The Kid lets it all go. He hits Fillo with quick combinations but the Basque responds with valor. They trade punches and both land but the Kid has the edge on the numbers. At the end the crowd gives both men a standing ovation.

Chocolate wins in what is his last great performance. Nine months later he fights again, barely obtaining a draw in an uninspired performance against Nick Jerome. It is the final curtain for Chocolate, who retires before the year ends.

For Fillo there are other fights down the road but he is also aware that retirement looms near. The wear and tear of over a hundred pro fights is taking a toll. His mind is not damaged and his speech pattern is clear but he is beginning to decline, the reflexes a little slower to respond, the timing a fraction off the usual tempo. Echevarria sees the signs and knows he can still go fifty or sixty more fights but it would be a downhill slide that his self- pride will not allow.

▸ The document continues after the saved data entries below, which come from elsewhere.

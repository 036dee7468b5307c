//! Selection value objects
//!
//! - `Selection`: ordered multi-select list, serialized as a `"||"`-joined form value
//! - `SingleSelection`: at most one value

use serde::{Deserialize, Serialize};

/// Delimiter between values in the hidden form field
pub const FORM_VALUE_DELIMITER: &str = "||";

/// Ordered list of selected values (insertion order)
#[derive(Debug, Clone, Default, PartialEq, Eq, Serialize, Deserialize)]
#[serde(transparent)]
pub struct Selection {
    values: Vec<String>,
}

impl Selection {
    pub fn new() -> Self {
        Self::default()
    }

    pub fn values(&self) -> &[String] {
        &self.values
    }

    pub fn len(&self) -> usize {
        self.values.len()
    }

    pub fn is_empty(&self) -> bool {
        self.values.is_empty()
    }

    pub fn contains(&self, value: &str) -> bool {
        self.values.iter().any(|v| v == value)
    }

    pub fn push(&mut self, value: impl Into<String>) {
        self.values.push(value.into());
    }

    /// Remove the first occurrence of `value`. Returns true if one was removed.
    pub fn remove(&mut self, value: &str) -> bool {
        match self.values.iter().position(|v| v == value) {
            Some(idx) => {
                self.values.remove(idx);
                true
            }
            None => false,
        }
    }

    /// Remove one occurrence when present, append otherwise.
    /// Returns true when the value ends up selected.
    pub fn toggle(&mut self, value: &str) -> bool {
        if self.remove(value) {
            false
        } else {
            self.values.push(value.to_string());
            true
        }
    }

    pub fn clear(&mut self) {
        self.values.clear();
    }

    /// Picker summary: `None` when empty, the value itself for one,
    /// `"<first> +<n-1>"` for several.
    pub fn summary(&self) -> Option<String> {
        match self.values.as_slice() {
            [] => None,
            [only] => Some(only.clone()),
            [first, rest @ ..] => Some(format!("{} +{}", first, rest.len())),
        }
    }

    /// Summary text with `placeholder` standing in for an empty selection
    pub fn summary_or(&self, placeholder: &str) -> String {
        self.summary().unwrap_or_else(|| placeholder.to_string())
    }

    pub fn to_form_value(&self) -> String {
        to_form_value(&self.values)
    }

    pub fn from_form_value(raw: &str) -> Self {
        Self {
            values: parse_form_value(raw),
        }
    }
}

impl<S: Into<String>> FromIterator<S> for Selection {
    fn from_iter<I: IntoIterator<Item = S>>(iter: I) -> Self {
        Self {
            values: iter.into_iter().map(Into::into).collect(),
        }
    }
}

/// Join values with the form delimiter
pub fn to_form_value<S: AsRef<str>>(values: &[S]) -> String {
    values
        .iter()
        .map(|v| v.as_ref())
        .collect::<Vec<_>>()
        .join(FORM_VALUE_DELIMITER)
}

/// Split a form value; empty segments are dropped
pub fn parse_form_value(raw: &str) -> Vec<String> {
    raw.split(FORM_VALUE_DELIMITER)
        .filter(|s| !s.is_empty())
        .map(str::to_string)
        .collect()
}

/// Single-select picker value
#[derive(Debug, Clone, Default, PartialEq, Eq, Serialize, Deserialize)]
#[serde(transparent)]
pub struct SingleSelection {
    value: Option<String>,
}

impl SingleSelection {
    pub fn value(&self) -> Option<&str> {
        self.value.as_deref()
    }

    pub fn set(&mut self, value: impl Into<String>) {
        self.value = Some(value.into());
    }

    pub fn clear(&mut self) {
        self.value = None;
    }

    pub fn to_form_value(&self) -> String {
        self.value.clone().unwrap_or_default()
    }
}
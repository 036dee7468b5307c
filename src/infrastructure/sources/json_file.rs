//! JSON File Tree Source
//!
//! Implements the TreeSource port for a category payload stored on disk.

use std::path::{Path, PathBuf};

use crate::domain::ports::{TreeSource, TreeSourceError};

/// Category payload read from a JSON file
#[derive(Debug, Clone)]
pub struct JsonFileTreeSource {
    path: PathBuf,
}

impl JsonFileTreeSource {
    pub fn new(path: impl Into<PathBuf>) -> Self {
        Self { path: path.into() }
    }

    pub fn path(&self) -> &Path {
        &self.path
    }
}

impl TreeSource for JsonFileTreeSource {
    fn describe(&self) -> String {
        self.path.display().to_string()
    }

    fn read_payload(&self) -> Result<String, TreeSourceError> {
        std::fs::read_to_string(&self.path).map_err(|e| match e.kind() {
            std::io::ErrorKind::NotFound => TreeSourceError::NotFound {
                path: self.path.clone(),
            },
            std::io::ErrorKind::PermissionDenied => TreeSourceError::PermissionDenied {
                path: self.path.clone(),
            },
            _ => TreeSourceError::ReadFailed {
                path: self.path.clone(),
                message: e.to_string(),
            },
        })
    }
}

Besides, Fillo is in love and his fiancé does not want him bruised and cut; he owns real estate and has money in the bank.

He fights for a little while. After Chocolate he faces Lou Salica, another world champion. Salica is a seasoned fighter with a light wallop who accomplishes the feat of stopping Fillo for the first -and only- time in a career that started in a San Sebastian ring and ended in a Havana fight arena.

After the loss to Salica, Fillo winds down his career, retiring after a spirited performance against Pedro Pablo Mendoza in Havana. Although his official record is incomplete, Fillo is credited, by sportswriters of the time, with an outstanding 97-12-3 record against good competition.

The story does not end yet. Married, with a daughter, Fillo works as a clerk for the Claims Court administration but boxing is in his blood so he stays in the fight game managing a boxing gym and training fighters. For over two decades he handles dozens of amateurs and pros, including world rated flyweight Hiram Bacallao. During this period Fillo also becomes a part-time sportswriter for small newspapers and trade journals.

With the triumph of the Cuban revolution in the sixties, Fillo worries for his safety and the future of his family. Castro bans pro boxing but the pugilistic ban is nothing compared to the turmoil of a country where ten thousand Cubans are executed by firing squads in the first four years of the new system.

Fillo heads for exile in Mexico with his family. He lives there for several years, writing a sports column for a Monterrey newspaper before moving once more, to Miami, where he works for the administration department of a hospital.

The little featherweight retires to enjoy his sunset years, his grandchildren and great-grandchildren. He often attends the Cuban old-timers boxing dinners where he mingles with other gray haired ring veterans who talk of the times when Fillo and Chocolate traded leather at the Polar Stadium in Havana.

Julian Echevarria dies in a Miami hospital -surrounded by his loved ones- on December 31, 1997. In Cuban Miami, where exiles revere the traditions and culture of another era, the Spanish radio stations pay homage to the little warrior who has taken the final count.

So it ends, except for the lines in record books and old clippings of another era and the memories of those who knew him and remember the little old man with a broken nose, a wide smile and a deep love for the fight game.